I have to build a bot for the first phase of it i have more than 500 unique FAQ questions How can i handle such large number of FAQ’s. Using Intents will not be good approach according to my knowledge Can anyone suggest good approach to start with @souvikg10 can you pls help
i think 500 intents should be fine. I am not sure why you think it isn’t a good idea?
you can organize your training data in the data/faq_question*.yml and you can use response selector or a database fetch of the answer.
in case of large faqs which are single turn- it is perhaps easier to rely just on the NLU and use the intent to fetch the answer from a database.

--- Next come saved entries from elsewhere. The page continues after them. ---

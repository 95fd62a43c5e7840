//! 화자별 SoundBank와 전역 구두점 소리 테이블

use serde::{Deserialize, Serialize};
use std::fmt;

use crate::core::classifier::{PhoneticClass, PunctuationClass};

/// 재생 가능한 오디오 에셋 참조 (실제 에셋은 오디오 서비스가 소유)
#[derive(Debug, Clone, PartialEq, Eq, Hash, Serialize, Deserialize)]
#[serde(transparent)]
pub struct SoundHandle(String);

impl SoundHandle {
    pub fn new(id: impl Into<String>) -> Self {
        Self(id.into())
    }

    pub fn as_str(&self) -> &str {
        &self.0
    }
}

impl fmt::Display for SoundHandle {
    fn fmt(&self, f: &mut fmt::Formatter<'_>) -> fmt::Result {
        f.write_str(&self.0)
    }
}

impl From<&str> for SoundHandle {
    fn from(id: &str) -> Self {
        Self::new(id)
    }
}

/// 화자의 모음별 블립 소리
#[derive(Debug, Clone, Default, PartialEq, Serialize, Deserialize)]
#[serde(default)]
pub struct SoundBank {
    /// ㅏ, ㅐ 소리
    pub a: Option<SoundHandle>,
    /// ㅓ, ㅔ 소리
    pub e: Option<SoundHandle>,
    /// ㅣ 소리
    pub i: Option<SoundHandle>,
    /// ㅗ, ㅛ 소리
    pub o: Option<SoundHandle>,
    /// ㅜ, ㅠ, ㅡ 소리
    pub u: Option<SoundHandle>,
    /// 기본 소리
    pub default: Option<SoundHandle>,
}

impl SoundBank {
    /// 모든 모음에 같은 소리를 쓰는 뱅크
    pub fn uniform(handle: impl Into<SoundHandle>) -> Self {
        let handle = handle.into();
        Self {
            a: Some(handle.clone()),
            e: Some(handle.clone()),
            i: Some(handle.clone()),
            o: Some(handle.clone()),
            u: Some(handle.clone()),
            default: Some(handle),
        }
    }

    /// 분류에 해당하는 소리 (없으면 기본 소리)
    pub fn resolve(&self, class: PhoneticClass) -> Option<&SoundHandle> {
        let specific = match class {
            PhoneticClass::A => self.a.as_ref(),
            PhoneticClass::E => self.e.as_ref(),
            PhoneticClass::I => self.i.as_ref(),
            PhoneticClass::O => self.o.as_ref(),
            PhoneticClass::U => self.u.as_ref(),
            PhoneticClass::Default => None,
        };
        specific.or(self.default.as_ref())
    }
}

/// 구두점 소리 (고정, 화자와 무관)
#[derive(Debug, Clone, Default, PartialEq, Serialize, Deserialize)]
#[serde(default)]
pub struct PunctuationSoundTable {
    /// 마침표(.), 쉼표(,) 소리
    pub stop: Option<SoundHandle>,
    /// 물음표(?) 소리
    pub question: Option<SoundHandle>,
    /// 느낌표(!) 소리
    pub exclamation: Option<SoundHandle>,
    /// 기타 구두점 소리
    pub default: Option<SoundHandle>,
}

impl PunctuationSoundTable {
    /// 분류에 해당하는 소리 (없으면 기타 구두점 소리)
    pub fn resolve(&self, class: PunctuationClass) -> Option<&SoundHandle> {
        let specific = match class {
            PunctuationClass::Stop => self.stop.as_ref(),
            PunctuationClass::Question => self.question.as_ref(),
            PunctuationClass::Exclamation => self.exclamation.as_ref(),
            PunctuationClass::DefaultPunctuation => None,
        };
        specific.or(self.default.as_ref())
    }
}

#[cfg(test)]
mod tests {
    use super::*;

    fn bank() -> SoundBank {
        SoundBank {
            a: Some("a.wav".into()),
            e: Some("e.wav".into()),
            i: None,
            o: Some("o.wav".into()),
            u: Some("u.wav".into()),
            default: Some("default.wav".into()),
        }
    }

    #[test]
    fn test_resolve_specific() {
        let bank = bank();
        assert_eq!(bank.resolve(PhoneticClass::A), Some(&SoundHandle::new("a.wav")));
        assert_eq!(bank.resolve(PhoneticClass::U), Some(&SoundHandle::new("u.wav")));
    }

    #[test]
    fn test_resolve_falls_back_to_default() {
        let bank = bank();
        assert_eq!(bank.resolve(PhoneticClass::I), Some(&SoundHandle::new("default.wav")));
        assert_eq!(bank.resolve(PhoneticClass::Default), Some(&SoundHandle::new("default.wav")));
    }

    #[test]
    fn test_resolve_without_default_is_silent() {
        let bank = SoundBank {
            a: Some("a.wav".into()),
            ..SoundBank::default()
        };
        assert_eq!(bank.resolve(PhoneticClass::E), None);
        assert_eq!(bank.resolve(PhoneticClass::Default), None);
    }

    #[test]
    fn test_uniform_bank() {
        let bank = SoundBank::uniform("blip.wav");
        assert_eq!(bank.resolve(PhoneticClass::O), Some(&SoundHandle::new("blip.wav")));
        assert_eq!(bank.resolve(PhoneticClass::Default), Some(&SoundHandle::new("blip.wav")));
    }

    #[test]
    fn test_punctuation_resolve() {
        let table = PunctuationSoundTable {
            stop: Some("dot.wav".into()),
            question: None,
            exclamation: Some("bang.wav".into()),
            default: Some("punc.wav".into()),
        };
        assert_eq!(table.resolve(PunctuationClass::Stop), Some(&SoundHandle::new("dot.wav")));
        assert_eq!(table.resolve(PunctuationClass::Question), Some(&SoundHandle::new("punc.wav")));
        assert_eq!(table.resolve(PunctuationClass::Exclamation), Some(&SoundHandle::new("bang.wav")));
        assert_eq!(table.resolve(PunctuationClass::DefaultPunctuation), Some(&SoundHandle::new("punc.wav")));
        assert_eq!(PunctuationSoundTable::default().resolve(PunctuationClass::Stop), None);
    }

    #[test]
    fn test_sound_bank_json_partial() {
        let json = r#"{"a": "a.wav", "default": "d.wav"}"#;
        let bank: SoundBank = serde_json::from_str(json).unwrap();
        assert_eq!(bank.a, Some(SoundHandle::new("a.wav")));
        assert_eq!(bank.e, None);
        assert_eq!(bank.resolve(PhoneticClass::E), Some(&SoundHandle::new("d.wav")));
    }
}
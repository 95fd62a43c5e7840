//! 설정 파일 로드/저장 (JSON)

use serde::{Deserialize, Serialize};
use std::fs;
use std::path::{Path, PathBuf};
use std::time::Duration;

use crate::voice::PunctuationSoundTable;

/// 대화 출력 설정
#[derive(Serialize, Deserialize, Clone, Debug, PartialEq)]
pub struct DialogueConfig {
    /// 화자 속도가 없을 때 쓰는 기본 타이핑 간격 (초)
    #[serde(default = "default_typing_interval")]
    pub default_typing_interval: f32,
    /// 느린 대사의 고정 타이핑 간격 (초)
    #[serde(default = "default_slow_typing_interval")]
    pub slow_typing_interval: f32,
    /// 구두점 소리 (화자와 무관)
    #[serde(default)]
    pub punctuation: PunctuationSoundTable,
}

fn default_typing_interval() -> f32 {
    0.15
}

fn default_slow_typing_interval() -> f32 {
    0.3
}

impl Default for DialogueConfig {
    fn default() -> Self {
        Self {
            default_typing_interval: default_typing_interval(),
            slow_typing_interval: default_slow_typing_interval(),
            punctuation: PunctuationSoundTable::default(),
        }
    }
}

impl DialogueConfig {
    /// 구두점 소리 설정
    pub fn with_punctuation(mut self, punctuation: PunctuationSoundTable) -> Self {
        self.punctuation = punctuation;
        self
    }

    /// 기본 타이핑 간격 설정
    pub fn with_default_typing_interval(mut self, seconds: f32) -> Self {
        self.default_typing_interval = seconds;
        self
    }

    /// 기본 타이핑 간격
    pub fn default_interval(&self) -> Duration {
        seconds_or(self.default_typing_interval, default_typing_interval())
    }

    /// 느린 대사 타이핑 간격
    pub fn slow_interval(&self) -> Duration {
        seconds_or(self.slow_typing_interval, default_slow_typing_interval())
    }
}

/// 초 단위 값을 Duration으로 (음수/NaN/표현 불가능한 큰 값이면 fallback 사용)
pub(crate) fn seconds_or(seconds: f32, fallback: f32) -> Duration {
    let fallback = Duration::try_from_secs_f32(fallback).unwrap_or(Duration::ZERO);
    if seconds > 0.0 {
        Duration::try_from_secs_f32(seconds).unwrap_or(fallback)
    } else {
        fallback
    }
}

/// 설정 파일 경로: ~/.config/soritype/config.json
pub fn config_path() -> PathBuf {
    let home = std::env::var("HOME")
        .ok()
        .map(PathBuf::from)
        .filter(|p| p.is_absolute() && p.is_dir())
        .unwrap_or_else(|| {
            // HOME 미설정이거나 유효하지 않으면 /var/tmp 폴백
            PathBuf::from("/var/tmp")
        });
    home.join(".config").join("soritype").join("config.json")
}

/// 설정 파일 로드 (파일 없거나 파싱 실패 시 기본값)
pub fn load_config() -> DialogueConfig {
    load_config_from(&config_path())
}

/// 지정 경로에서 설정 로드 (파일 없거나 파싱 실패 시 기본값)
pub fn load_config_from(path: &Path) -> DialogueConfig {
    match fs::read_to_string(path) {
        Ok(content) => serde_json::from_str(&content).unwrap_or_else(|e| {
            log::warn!("설정 파일 파싱 실패, 기본값 사용: {}", e);
            DialogueConfig::default()
        }),
        Err(_) => DialogueConfig::default(),
    }
}

/// 설정 파일 저장
pub fn save_config(config: &DialogueConfig) -> Result<(), String> {
    save_config_to(config, &config_path())
}

/// 지정 경로에 설정 저장
pub fn save_config_to(config: &DialogueConfig, path: &Path) -> Result<(), String> {
    if let Some(parent) = path.parent() {
        fs::create_dir_all(parent).map_err(|e| format!("설정 디렉토리 생성 실패: {}", e))?;
    }
    let json = serde_json::to_string_pretty(config).map_err(|e| format!("직렬화 실패: {}", e))?;
    fs::write(path, json).map_err(|e| format!("설정 파일 저장 실패: {}", e))?;
    Ok(())
}

#[cfg(test)]
mod tests {
    use super::*;
    use crate::voice::SoundHandle;

    #[test]
    fn test_default_config() {
        let config = DialogueConfig::default();
        assert_eq!(config.default_typing_interval, 0.15);
        assert_eq!(config.slow_typing_interval, 0.3);
        assert_eq!(config.punctuation, PunctuationSoundTable::default());
    }

    #[test]
    fn test_backward_compat_missing_field() {
        let json = r#"{"slow_typing_interval": 0.4}"#;
        let config: DialogueConfig = serde_json::from_str(json).unwrap();
        assert_eq!(config.default_typing_interval, 0.15);
        assert_eq!(config.slow_typing_interval, 0.4);
    }

    #[test]
    fn test_punctuation_from_json() {
        let json = r#"{"punctuation": {"stop": "dot.wav", "default": "punc.wav"}}"#;
        let config: DialogueConfig = serde_json::from_str(json).unwrap();
        assert_eq!(config.punctuation.stop, Some(SoundHandle::new("dot.wav")));
        assert_eq!(config.punctuation.question, None);
    }

    #[test]
    fn test_invalid_intervals_fall_back() {
        let config = DialogueConfig {
            default_typing_interval: -1.0,
            slow_typing_interval: f32::NAN,
            ..DialogueConfig::default()
        };
        assert_eq!(config.default_interval(), Duration::from_secs_f32(0.15));
        assert_eq!(config.slow_interval(), Duration::from_secs_f32(0.3));
    }

    #[test]
    fn test_huge_intervals_fall_back() {
        let config = DialogueConfig::default().with_default_typing_interval(1e30);
        assert_eq!(config.default_interval(), Duration::from_secs_f32(0.15));

        let config = DialogueConfig {
            slow_typing_interval: f32::INFINITY,
            ..DialogueConfig::default()
        };
        assert_eq!(config.slow_interval(), Duration::from_secs_f32(0.3));
    }

    #[test]
    fn test_huge_interval_from_json_does_not_panic() {
        let json = r#"{"default_typing_interval": 1e30, "slow_typing_interval": 1e38}"#;
        let config: DialogueConfig = serde_json::from_str(json).unwrap();
        assert_eq!(config.default_interval(), Duration::from_secs_f32(0.15));
        assert_eq!(config.slow_interval(), Duration::from_secs_f32(0.3));
    }

    #[test]
    fn test_save_and_load_roundtrip() {
        let path = std::env::temp_dir()
            .join(format!("soritype-config-{}", std::process::id()))
            .join("config.json");
        let config = DialogueConfig::default()
            .with_default_typing_interval(0.1)
            .with_punctuation(PunctuationSoundTable {
                question: Some("q.wav".into()),
                ..PunctuationSoundTable::default()
            });

        save_config_to(&config, &path).unwrap();
        assert_eq!(load_config_from(&path), config);

        let _ = fs::remove_dir_all(path.parent().unwrap());
    }

    #[test]
    fn test_load_missing_or_broken_file_uses_default() {
        let dir = std::env::temp_dir().join(format!("soritype-broken-{}", std::process::id()));
        let path = dir.join("config.json");
        assert_eq!(load_config_from(&path), DialogueConfig::default());

        fs::create_dir_all(&dir).unwrap();
        fs::write(&path, "{ not json").unwrap();
        assert_eq!(load_config_from(&path), DialogueConfig::default());

        let _ = fs::remove_dir_all(&dir);
    }
}
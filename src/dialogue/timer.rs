//! 글자 출력 타이머
//!
//! 컨트롤러의 `timer_epoch()`와 `tick_interval()`을 따라가며 다음 tick 시각을 계산합니다.
//! 세대 번호가 바뀌면(스킵, 새 대사, 대본 교체) 대기 중인 tick은 버리고 새로 예약합니다.
//! 한 번의 poll에서 최대 한 글자만 발화하므로 지연이 쌓여도 몰아서 출력하지 않습니다.

use std::time::{Duration, Instant};

/// 취소 가능한 tick 타이머
#[derive(Debug, Default)]
pub struct TickTimer {
    epoch: Option<u64>,
    interval: Option<Duration>,
    deadline: Option<Instant>,
}

impl TickTimer {
    pub fn new() -> Self {
        Self::default()
    }

    /// 컨트롤러 상태에 맞춰 타이머 재설정
    /// interval이 None이면 타이머 해제
    pub fn sync(&mut self, epoch: u64, interval: Option<Duration>, now: Instant) {
        match interval {
            None => {
                self.interval = None;
                self.deadline = None;
            }
            Some(interval) => {
                if self.epoch != Some(epoch) || self.deadline.is_none() {
                    self.deadline = Some(now + interval);
                }
                self.interval = Some(interval);
            }
        }
        self.epoch = Some(epoch);
    }

    /// 예약된 tick이 있는지
    pub fn is_armed(&self) -> bool {
        self.deadline.is_some()
    }

    /// 다음 tick까지 남은 시간 (해제 상태면 None)
    pub fn remaining(&self, now: Instant) -> Option<Duration> {
        self.deadline.map(|d| d.saturating_duration_since(now))
    }

    /// 시각이 되었으면 true를 반환하고 다음 tick을 now + interval로 예약
    pub fn poll(&mut self, now: Instant) -> bool {
        match (self.deadline, self.interval) {
            (Some(deadline), Some(interval)) if now >= deadline => {
                self.deadline = Some(now + interval);
                true
            }
            _ => false,
        }
    }
}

for multi-turn questions, consider a form
Okay i haven’t used it for 500 intents so thats why i asked will it be ok to use treat faq’s using 500 retrieval intents like
faq/< faq-1 > and so on
or what i thought was i will create Text embeddings for 500 questions and then using cosine similarity find the answer.
which one is better approach according to you.
and how should i place my retrieval intents (500 of them) in NLU.yml and their responses in DOmain.yml any good way to handle them @souvikg10 your help will be more than useful to me
i think you can try retrieval intents but i haven’t really worked with it.
for me, we tried the NLU in the past and then mapped the NLU to a database call to fetch answers, i did it for about 100 or so intents so i wouldn’t imagine 500 be any different except the scale meaning managing them could be tricky.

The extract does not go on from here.